→ SUPPLIED INFORMATION:
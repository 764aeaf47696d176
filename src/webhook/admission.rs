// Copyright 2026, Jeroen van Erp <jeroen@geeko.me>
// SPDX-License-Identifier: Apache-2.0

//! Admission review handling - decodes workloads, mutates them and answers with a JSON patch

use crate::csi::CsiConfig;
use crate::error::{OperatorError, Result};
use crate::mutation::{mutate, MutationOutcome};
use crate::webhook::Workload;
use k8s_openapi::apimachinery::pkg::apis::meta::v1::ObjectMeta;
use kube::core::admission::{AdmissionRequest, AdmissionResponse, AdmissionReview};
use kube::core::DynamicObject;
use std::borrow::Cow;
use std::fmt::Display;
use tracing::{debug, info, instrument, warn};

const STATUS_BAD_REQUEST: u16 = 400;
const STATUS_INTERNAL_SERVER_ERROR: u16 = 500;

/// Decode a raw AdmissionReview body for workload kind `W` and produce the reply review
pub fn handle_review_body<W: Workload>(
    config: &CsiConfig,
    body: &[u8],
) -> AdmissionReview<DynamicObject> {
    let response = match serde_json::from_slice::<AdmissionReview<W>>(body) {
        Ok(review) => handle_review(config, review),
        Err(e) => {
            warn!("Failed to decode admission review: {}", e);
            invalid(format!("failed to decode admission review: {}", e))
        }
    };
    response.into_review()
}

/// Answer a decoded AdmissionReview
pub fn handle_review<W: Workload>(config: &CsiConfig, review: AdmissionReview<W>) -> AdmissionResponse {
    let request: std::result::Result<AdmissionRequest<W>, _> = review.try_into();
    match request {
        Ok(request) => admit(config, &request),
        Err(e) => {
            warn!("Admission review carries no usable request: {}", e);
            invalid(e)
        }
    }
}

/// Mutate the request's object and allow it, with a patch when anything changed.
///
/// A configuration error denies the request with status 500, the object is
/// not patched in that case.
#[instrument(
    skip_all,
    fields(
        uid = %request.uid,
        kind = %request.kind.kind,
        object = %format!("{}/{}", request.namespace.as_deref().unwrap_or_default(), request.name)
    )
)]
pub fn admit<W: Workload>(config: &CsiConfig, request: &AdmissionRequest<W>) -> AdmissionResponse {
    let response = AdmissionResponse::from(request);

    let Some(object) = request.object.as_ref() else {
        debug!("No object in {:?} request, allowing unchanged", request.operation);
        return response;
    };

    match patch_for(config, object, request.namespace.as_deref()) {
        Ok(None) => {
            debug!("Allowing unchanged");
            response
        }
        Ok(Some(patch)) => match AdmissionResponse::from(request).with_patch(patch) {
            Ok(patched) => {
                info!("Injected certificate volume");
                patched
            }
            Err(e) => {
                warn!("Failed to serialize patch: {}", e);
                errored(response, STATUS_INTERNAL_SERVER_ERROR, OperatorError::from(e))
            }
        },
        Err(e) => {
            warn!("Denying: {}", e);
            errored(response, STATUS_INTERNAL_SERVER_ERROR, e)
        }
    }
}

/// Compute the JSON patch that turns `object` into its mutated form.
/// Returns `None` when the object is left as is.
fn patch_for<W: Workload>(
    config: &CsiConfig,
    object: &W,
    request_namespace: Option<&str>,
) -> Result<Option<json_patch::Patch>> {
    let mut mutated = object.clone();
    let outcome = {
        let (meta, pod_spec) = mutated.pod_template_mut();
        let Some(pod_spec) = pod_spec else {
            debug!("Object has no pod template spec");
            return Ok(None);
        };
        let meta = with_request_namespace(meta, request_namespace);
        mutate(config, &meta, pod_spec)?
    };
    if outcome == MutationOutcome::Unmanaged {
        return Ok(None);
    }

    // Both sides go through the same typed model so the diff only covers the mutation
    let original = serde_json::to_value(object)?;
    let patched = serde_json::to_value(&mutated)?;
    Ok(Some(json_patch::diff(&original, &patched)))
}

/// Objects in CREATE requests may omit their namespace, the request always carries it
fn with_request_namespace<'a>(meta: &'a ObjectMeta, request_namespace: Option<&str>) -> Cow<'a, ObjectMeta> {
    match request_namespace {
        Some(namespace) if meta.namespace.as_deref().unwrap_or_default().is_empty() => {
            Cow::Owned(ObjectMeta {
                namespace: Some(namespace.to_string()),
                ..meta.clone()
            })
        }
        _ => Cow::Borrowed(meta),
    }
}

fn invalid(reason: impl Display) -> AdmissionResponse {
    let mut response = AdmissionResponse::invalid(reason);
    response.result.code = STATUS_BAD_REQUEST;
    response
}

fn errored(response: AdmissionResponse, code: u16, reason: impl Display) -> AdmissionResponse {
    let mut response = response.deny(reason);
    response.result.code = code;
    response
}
* * *
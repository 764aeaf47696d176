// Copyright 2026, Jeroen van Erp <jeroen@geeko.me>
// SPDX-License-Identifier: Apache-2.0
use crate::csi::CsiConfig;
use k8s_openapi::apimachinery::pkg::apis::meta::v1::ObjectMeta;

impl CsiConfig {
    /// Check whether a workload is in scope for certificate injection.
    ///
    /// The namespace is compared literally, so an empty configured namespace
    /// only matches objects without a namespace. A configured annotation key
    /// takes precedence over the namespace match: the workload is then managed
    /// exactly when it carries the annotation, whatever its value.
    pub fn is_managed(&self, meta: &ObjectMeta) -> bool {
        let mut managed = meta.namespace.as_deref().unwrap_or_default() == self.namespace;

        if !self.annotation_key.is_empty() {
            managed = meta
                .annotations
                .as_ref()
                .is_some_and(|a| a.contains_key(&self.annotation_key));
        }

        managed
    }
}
---
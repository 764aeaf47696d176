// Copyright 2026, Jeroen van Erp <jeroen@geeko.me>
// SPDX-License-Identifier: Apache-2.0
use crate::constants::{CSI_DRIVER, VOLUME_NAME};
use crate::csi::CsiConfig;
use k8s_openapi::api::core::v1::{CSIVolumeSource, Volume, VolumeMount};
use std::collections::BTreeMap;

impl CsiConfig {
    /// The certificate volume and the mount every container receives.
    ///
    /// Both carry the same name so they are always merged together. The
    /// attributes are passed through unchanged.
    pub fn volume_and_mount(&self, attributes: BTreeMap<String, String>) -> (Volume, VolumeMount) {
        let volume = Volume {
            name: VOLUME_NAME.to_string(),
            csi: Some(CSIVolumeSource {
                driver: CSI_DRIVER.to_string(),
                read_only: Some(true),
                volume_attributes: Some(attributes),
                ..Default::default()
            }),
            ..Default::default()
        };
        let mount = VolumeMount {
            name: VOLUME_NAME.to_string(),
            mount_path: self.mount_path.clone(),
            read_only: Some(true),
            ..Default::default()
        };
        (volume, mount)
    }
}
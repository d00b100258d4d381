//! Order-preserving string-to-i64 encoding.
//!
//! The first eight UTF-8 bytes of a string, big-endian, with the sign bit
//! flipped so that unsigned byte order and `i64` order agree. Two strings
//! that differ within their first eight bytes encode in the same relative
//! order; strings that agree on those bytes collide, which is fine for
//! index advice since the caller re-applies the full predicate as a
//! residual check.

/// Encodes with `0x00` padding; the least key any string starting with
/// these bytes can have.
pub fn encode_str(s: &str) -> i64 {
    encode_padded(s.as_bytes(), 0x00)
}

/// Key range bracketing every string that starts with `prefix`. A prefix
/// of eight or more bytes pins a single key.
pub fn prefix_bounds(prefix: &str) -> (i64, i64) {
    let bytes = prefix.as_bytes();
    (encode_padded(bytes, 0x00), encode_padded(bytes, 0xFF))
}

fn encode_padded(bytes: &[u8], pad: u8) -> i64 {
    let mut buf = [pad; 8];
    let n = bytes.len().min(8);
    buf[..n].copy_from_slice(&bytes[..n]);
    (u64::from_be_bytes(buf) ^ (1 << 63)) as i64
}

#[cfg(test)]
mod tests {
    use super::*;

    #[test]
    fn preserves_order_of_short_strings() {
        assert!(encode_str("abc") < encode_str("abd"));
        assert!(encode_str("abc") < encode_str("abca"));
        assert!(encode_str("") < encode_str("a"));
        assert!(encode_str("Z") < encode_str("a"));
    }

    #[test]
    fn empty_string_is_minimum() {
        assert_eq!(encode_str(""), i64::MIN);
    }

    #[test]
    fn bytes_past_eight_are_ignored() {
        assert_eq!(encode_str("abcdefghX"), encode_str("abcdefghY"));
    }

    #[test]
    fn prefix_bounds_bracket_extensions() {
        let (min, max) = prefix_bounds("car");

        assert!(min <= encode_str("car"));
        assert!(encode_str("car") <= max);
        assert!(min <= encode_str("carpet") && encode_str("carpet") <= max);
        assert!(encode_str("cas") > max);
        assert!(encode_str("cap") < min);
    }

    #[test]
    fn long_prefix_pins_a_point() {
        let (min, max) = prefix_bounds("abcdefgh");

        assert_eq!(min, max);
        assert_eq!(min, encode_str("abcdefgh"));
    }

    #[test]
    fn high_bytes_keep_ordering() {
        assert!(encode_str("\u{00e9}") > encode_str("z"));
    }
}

→ WHAT IS BEING ASKED: Each line above with the word "instrument" must be returned.

→ EXERCISE RESPONSE:
use tracing::{debug, info, instrument, warn};
#[instrument(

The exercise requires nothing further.